Hacker Newsnew | past | comments | ask | show | jobs | submitlogin
Show HN: Excel to Python Compiler (pyoneer.ai)
79 points by narush on May 23, 2024 | hide | past | favorite | 36 comments
We (me and @aarondia) built a tool to help you turn psuedo-software Excel files into real-software Python. Ideally, Pyoneer helps you automate your manual Excel processes. You can try it today here: https://pyoneer.ai.

How it works:

1. You upload an Excel file

2. We statically parse the Excel file and build a dependency graph of all the cells, tables, formulas, and pivots.

3. We do a graph traversal, and translate nodes as we hit them. We use OpenAI APIs to translate formulas. There’s a bunch of extra work here — because even with the best prompt engineering a fella like me can do, OpenAI sucks at translating formulas (primarily because it doesn’t know what datatypes its dealing with). We augment this translation with a mapping from ranges to variable names and types, which in our experience can improve the percentage of correctly translatable formulas by about 5x.

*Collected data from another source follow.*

#[cfg(test)]
mod tests {
    use super::*;
    use crate::meta::{InMemoryStore, MetaError};
    use async_trait::async_trait;
    use tempfile::TempDir;

    const OWNER: UserId = UserId::new(21);

    struct Fixture {
        _temp_dir: TempDir,
        store: Arc<InMemoryStore>,
        scanner: ReconciliationScanner,
    }

    fn fixture() -> Fixture {
        let temp_dir = TempDir::new().unwrap();
        let paths = PathStore::new(temp_dir.path().join("uploads")).unwrap();
        let store = Arc::new(InMemoryStore::new());
        let scanner = ReconciliationScanner::new(paths, store.clone());
        Fixture {
            _temp_dir: temp_dir,
            store,
            scanner,
        }
    }

    /// Write a file and a matching record whose timestamps follow the file
    async fn tracked(fixture: &Fixture, name: &str) -> FileRecord {
        let key = crate::storage::content_key(OWNER, name);
        fixture
            .scanner
            .paths()
            .save(OWNER, &key, &mut &b"content"[..])
            .await
            .unwrap();

        let mut record = FileRecord::new(OWNER, name.to_string(), key.clone(), 7);
        record.updated_at = fixture.scanner.paths().last_modified(OWNER, &key).await.unwrap();
        fixture.store.insert(record.clone()).await.unwrap();
        record
    }

    #[tokio::test]
    async fn test_clean_directory_is_untouched() {
        let fixture = fixture();
        let record = tracked(&fixture, "a.txt").await;

        let outcome = fixture.scanner.reconcile_user(OWNER).await.unwrap();

        assert!(outcome.report.is_clean());
        assert_eq!(outcome.records.len(), 1);
        assert_eq!(outcome.records[0].id, record.id);
        assert!(!outcome.records[0].suspicious_modified);
    }

    #[tokio::test]
    async fn test_missing_file_removes_record() {
        let fixture = fixture();
        let gone = tracked(&fixture, "gone.txt").await;
        let kept = tracked(&fixture, "kept.txt").await;
        std::fs::remove_file(fixture.scanner.paths().resolve(OWNER, &gone.content_key).unwrap())
            .unwrap();

        let outcome = fixture.scanner.reconcile_user(OWNER).await.unwrap();

        assert_eq!(outcome.report.count(SyncAction::FileNotFoundOnDisk), 1);
        assert_eq!(outcome.records.len(), 1);
        assert_eq!(outcome.records[0].id, kept.id);
        assert_eq!(outcome.pruned.len(), 1);
        assert_eq!(outcome.pruned[0].id, gone.id);
        assert!(outcome.pruned[0].deleted_from_disk);
        assert!(fixture
            .store
            .find_by_id_and_owner(gone.id, OWNER)
            .await
            .unwrap()
            .is_none());
    }

    #[tokio::test]
    async fn test_stray_entries_are_removed() {
        let fixture = fixture();
        let record = tracked(&fixture, "a.txt").await;
        let directory = fixture.scanner.paths().user_directory_path(OWNER);
        std::fs::write(directory.join("stray.bin"), b"junk").unwrap();
        std::fs::create_dir(directory.join("stray-dir")).unwrap();

        let outcome = fixture.scanner.reconcile_user(OWNER).await.unwrap();

        assert_eq!(outcome.report.count(SyncAction::NotUserFile), 2);
        assert!(!directory.join("stray.bin").exists());
        assert!(!directory.join("stray-dir").exists());
        assert!(directory.join(&record.content_key).exists());
        assert_eq!(outcome.records.len(), 1);
    }

    #[tokio::test]
    async fn test_directory_with_tracked_name_is_removed() {
        let fixture = fixture();
        let key = crate::storage::content_key(OWNER, "a.txt");
        let directory = fixture.scanner.paths().user_directory(OWNER).await.unwrap();
        std::fs::create_dir(directory.join(&key)).unwrap();
        let record = FileRecord::new(OWNER, "a.txt".into(), key.clone(), 1);
        fixture.store.insert(record).await.unwrap();

        let outcome = fixture.scanner.reconcile_user(OWNER).await.unwrap();

        assert_eq!(outcome.report.count(SyncAction::FileIsDirectory), 1);
        assert_eq!(outcome.report.count(SyncAction::FileNotFoundOnDisk), 1);
        assert!(outcome.records.is_empty());
        assert!(!directory.join(&key).exists());
    }

    #[cfg(unix)]
    #[tokio::test]
    async fn test_tracked_symlink_is_removed() {
        let fixture = fixture();
        let key = crate::storage::content_key(OWNER, "link.txt");
        let directory = fixture.scanner.paths().user_directory(OWNER).await.unwrap();
        let target = fixture._temp_dir.path().join("target.txt");
        std::fs::write(&target, b"outside").unwrap();
        std::os::unix::fs::symlink(&target, directory.join(&key)).unwrap();
        let record = FileRecord::new(OWNER, "link.txt".into(), key.clone(), 7);
        fixture.store.insert(record.clone()).await.unwrap();

        let outcome = fixture.scanner.reconcile_user(OWNER).await.unwrap();

        assert_eq!(outcome.report.count(SyncAction::NotRegularFile), 1);
        assert_eq!(outcome.report.count(SyncAction::FileNotFoundOnDisk), 1);
        assert!(outcome.records.is_empty());
        assert!(std::fs::symlink_metadata(directory.join(&key)).is_err());
        assert!(target.exists());
        assert!(fixture
            .store
            .find_by_id_and_owner(record.id, OWNER)
            .await
            .unwrap()
            .is_none());
    }

    #[cfg(unix)]
    #[tokio::test]
    async fn test_unreadable_tracked_file_is_removed() {
        use std::os::unix::fs::PermissionsExt;

        let fixture = fixture();
        let record = tracked(&fixture, "secret.txt").await;
        let path = fixture
            .scanner
            .paths()
            .resolve(OWNER, &record.content_key)
            .unwrap();
        std::fs::set_permissions(&path, std::fs::Permissions::from_mode(0o000)).unwrap();

        // Permission bits do not stop root
        if std::fs::File::open(&path).is_ok() {
            return;
        }

        let outcome = fixture.scanner.reconcile_user(OWNER).await.unwrap();

        assert_eq!(outcome.report.count(SyncAction::FileNotReadable), 1);
        assert_eq!(outcome.report.count(SyncAction::FileNotFoundOnDisk), 1);
        assert!(outcome.records.is_empty());
        assert!(!path.exists());
    }

    #[tokio::test]
    async fn test_external_modification_is_flagged_not_persisted() {
        let fixture = fixture();
        let record = tracked(&fixture, "a.txt").await;
        let later = record.updated_at + chrono::Duration::seconds(30);
        fixture
            .scanner
            .paths()
            .touch(OWNER, &record.content_key, later)
            .await
            .unwrap();

        let outcome = fixture.scanner.reconcile_user(OWNER).await.unwrap();

        assert!(outcome.records[0].suspicious_modified);
        assert_eq!(outcome.report.count(SyncAction::SuspiciousModification), 1);
        let stored = fixture
            .store
            .find_by_id_and_owner(record.id, OWNER)
            .await
            .unwrap()
            .unwrap();
        assert!(!stored.suspicious_modified);
    }

    #[tokio::test]
    async fn test_drift_within_tolerance_is_trusted() {
        let fixture = fixture();
        let record = tracked(&fixture, "a.txt").await;
        let slightly_later = record.updated_at + chrono::Duration::milliseconds(500);
        fixture
            .scanner
            .paths()
            .touch(OWNER, &record.content_key, slightly_later)
            .await
            .unwrap();

        let outcome = fixture.scanner.reconcile_user(OWNER).await.unwrap();
        assert!(!outcome.records[0].suspicious_modified);
    }

    #[tokio::test]
    async fn test_reappeared_file_clears_deleted_flag() {
        let fixture = fixture();
        let mut record = tracked(&fixture, "a.txt").await;
        record.deleted_from_disk = true;
        fixture.store.insert(record.clone()).await.unwrap();

        let outcome = fixture.scanner.reconcile_user(OWNER).await.unwrap();

        assert!(!outcome.records[0].deleted_from_disk);
        let stored = fixture
            .store
            .find_by_id_and_owner(record.id, OWNER)
            .await
            .unwrap()
            .unwrap();
        assert!(!stored.deleted_from_disk);
    }

    #[tokio::test]
    async fn test_reconcile_is_idempotent() {
        let fixture = fixture();
        tracked(&fixture, "a.txt").await;
        let directory = fixture.scanner.paths().user_directory_path(OWNER);
        std::fs::write(directory.join("stray"), b"junk").unwrap();

        let first = fixture.scanner.reconcile_user(OWNER).await.unwrap();
        let second = fixture.scanner.reconcile_user(OWNER).await.unwrap();

        assert!(!first.report.is_clean());
        assert!(second.report.is_clean());
        assert_eq!(first.records.len(), second.records.len());
    }

    #[tokio::test]
    async fn test_expired_deadline_discards_walk() {
        let result: Result<(), StorageError> = with_deadline(
            OWNER,
            Some(Duration::from_millis(10)),
            std::future::pending(),
        )
        .await;

        assert!(matches!(
            result,
            Err(StorageError::ReconciliationTimedOut { owner: OWNER })
        ));
    }

    #[tokio::test]
    async fn test_global_scan_removes_invalid_entries() {
        let fixture = fixture();
        tracked(&fixture, "a.txt").await;
        fixture.store.register_user(OWNER);

        let base = fixture.scanner.paths().base_directory().to_path_buf();
        std::fs::write(base.join("loose-file"), b"junk").unwrap();
        std::fs::create_dir(base.join("not-a-user")).unwrap();
        std::fs::create_dir(base.join("404")).unwrap();
        std::fs::write(base.join("404").join("orphan"), b"junk").unwrap();

        let locks = UserLocks::new();
        let report = fixture
            .scanner
            .reconcile_all(fixture.store.as_ref(), &locks)
            .await;

        assert_eq!(report.count(SyncAction::InvalidFileRemoved), 1);
        assert_eq!(report.count(SyncAction::OrphanDirectoryRemoved), 2);
        assert_eq!(report.users_reconciled, 1);
        assert_eq!(report.errors, 0);
        assert!(!base.join("loose-file").exists());
        assert!(!base.join("not-a-user").exists());
        assert!(!base.join("404").exists());
        assert!(base.join(OWNER.to_string()).is_dir());
    }

    #[tokio::test]
    async fn test_global_scan_cleans_uncommitted_files() {
        let fixture = fixture();
        let record = tracked(&fixture, "a.txt").await;
        fixture.store.register_user(OWNER);
        let directory = fixture.scanner.paths().user_directory_path(OWNER);
        std::fs::write(directory.join("written-but-never-committed"), b"x").unwrap();

        let report = fixture
            .scanner
            .reconcile_all(fixture.store.as_ref(), &UserLocks::new())
            .await;

        assert_eq!(report.count(SyncAction::NotUserFile), 1);
        assert!(!directory.join("written-but-never-committed").exists());
        assert!(directory.join(&record.content_key).exists());
    }

    #[tokio::test]
    async fn test_global_scan_without_base_directory() {
        let fixture = fixture();

        let report = fixture
            .scanner
            .reconcile_all(fixture.store.as_ref(), &UserLocks::new())
            .await;

        assert!(report.events.is_empty());
        assert_eq!(report.errors, 0);
    }

    /// Registry whose backend is down
    struct UnreachableRegistry;

    #[async_trait]
    impl UserRegistry for UnreachableRegistry {
        async fn user_exists(&self, _owner_id: UserId) -> Result<bool, MetaError> {
            Err(MetaError::Serialization("registry unavailable".into()))
        }

        async fn ensure_user(&self, _owner_id: UserId) -> Result<(), MetaError> {
            Ok(())
        }
    }

    #[tokio::test]
    async fn test_global_scan_keeps_directory_when_lookup_fails() {
        let fixture = fixture();
        let base = fixture.scanner.paths().base_directory().to_path_buf();
        std::fs::create_dir_all(base.join("5")).unwrap();
        std::fs::write(base.join("5").join("data"), b"x").unwrap();

        let report = fixture
            .scanner
            .reconcile_all(&UnreachableRegistry, &UserLocks::new())
            .await;

        assert_eq!(report.count(SyncAction::FileSkipped), 1);
        assert_eq!(report.errors, 1);
        assert_eq!(report.users_reconciled, 0);
        assert!(base.join("5").join("data").exists());
    }

    #[tokio::test]
    async fn test_global_scan_with_bounded_concurrency() {
        let fixture = fixture();
        let scanner = fixture.scanner.clone().with_scan_concurrency(1);
        let base = scanner.paths().base_directory().to_path_buf();

        for id in 1..=3u64 {
            let directory = base.join(id.to_string());
            std::fs::create_dir_all(&directory).unwrap();
            std::fs::write(directory.join("stray"), b"x").unwrap();
            fixture.store.register_user(UserId::new(id));
        }

        let report = scanner
            .reconcile_all(fixture.store.as_ref(), &UserLocks::new())
            .await;

        assert_eq!(report.users_reconciled, 3);
        assert_eq!(report.count(SyncAction::NotUserFile), 3);
        assert_eq!(report.errors, 0);
        for id in 1..=3u64 {
            assert!(!base.join(id.to_string()).join("stray").exists());
        }
    }
}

4. We generate test cases for our translations as well, to make sure the Python process matches your Excel process.

5. We give you back a Jupyter notebook that contains the code we generated.

If there are pieces of the Excel we can’t translate successfully (complex formulas, or pivot tables currently), then we leave them as a TODO in the code. This makes it easy for you to hop in and continue finishing the script.

Who is this for:

Developers who know Python, primarily! Pyoneer might be useful if:

1. You’ve got an Excel file you’re looking to move to Python (usually for speed, size, or maintenance reasons).

2. There’s enough logic contained in the notebook that it’s going to be a hassle for you to just rewrite it from scratch.

3. Or you don’t know the logic that is in the Excel workbook well since you didn’t write it in the first place :)

Post translation, even if Pyoneer doesn't nail it perfectly or translate all the formulas, you'll be able to pop into the notebook and continue cleaning up the TODOs / finish writing the formulas.

What the Alpha launch supports:

Launched early! Currently we’re focused on supporting:

1. Any number of sheets, with any reference structure between them.

2. Cells that translate as variables directly. We’ll translate the formulas to Python code that has the same result, or else we’ll generate a TODO letting you know we failed translating this cell.

3. Tables that translate as Pandas dataframes. We support at most one table per sheet, at the tables must be contigious. If the formulas in a column are consistent, then we will try and translate this as a single pandas statement.

We do not support: pivot tables or complex formulas. When we fail to translate these, we generate TODO statements. We also don’t support graphs or macros - and you won’t see these reflected in the output at all currently.

Why we built this:

We did YCS20 and built an open source tool called Mito(https://trymito.io). It’s been a good journey since then - we’ve scaled revenue and to over 2k Github stars (https://github.com/mito-ds/mito). But fundamentally, Mito is a tool that’s useful for Excel users who wanted to start writing Python code more effectively.

We wanted to take another stab at the Excel -> Python pain point that was more developer focused - that helped developers that have to translate Excel files into Python do this much more quickly. Hence, Pyoneer!

I’ll be in the comments today if you’ve got feedback, criticism, questions, or comments.



Why would you get an LLM to transpile the formula for you? There are already libraries that attempt to do this. Wouldn't your time be better served in expanding these libraries to overcome deficiencies? I don't get why you would throw away all the work done in this space and just offload it to an LLM. It's a technical problem. Imagine if ditched all transpilers and gave it to an LLM and said "good luck!"

https://formulas.readthedocs.io/en/stable/


Copying and pasting from a comment below -- we considered this heavily during our MVP, but in practice "moving an Excel process to Python" does not just mean executing an Excel file through Python. This pretty much doesn't replace your Excel dependence at all.

Consider the following (pretty easy) translation of a simple table:

    # This is not a useful or usable artifact; you're still trapped in Excel
    # but things are just worse now, since it's not on a 2d grid
    A1 = "Prices"
    A2 = 1
    A3 = 2
    B1 = "With Tax"
    B2 = SUM(A1, 10) * 1.3
    B3 = SUM(A2, 10) * 1.3
But this is ultimately is an awful solution for the user: 1. It’s 100% impossible to read. A large Excel file often has 100k+ formulas (many of them with shared structures). This is 100k+ lines of code... 2. It’s impossible to maintain. Yeah, since it lacks all semantic structure, there’s no f* way you’re going to test it or modify it.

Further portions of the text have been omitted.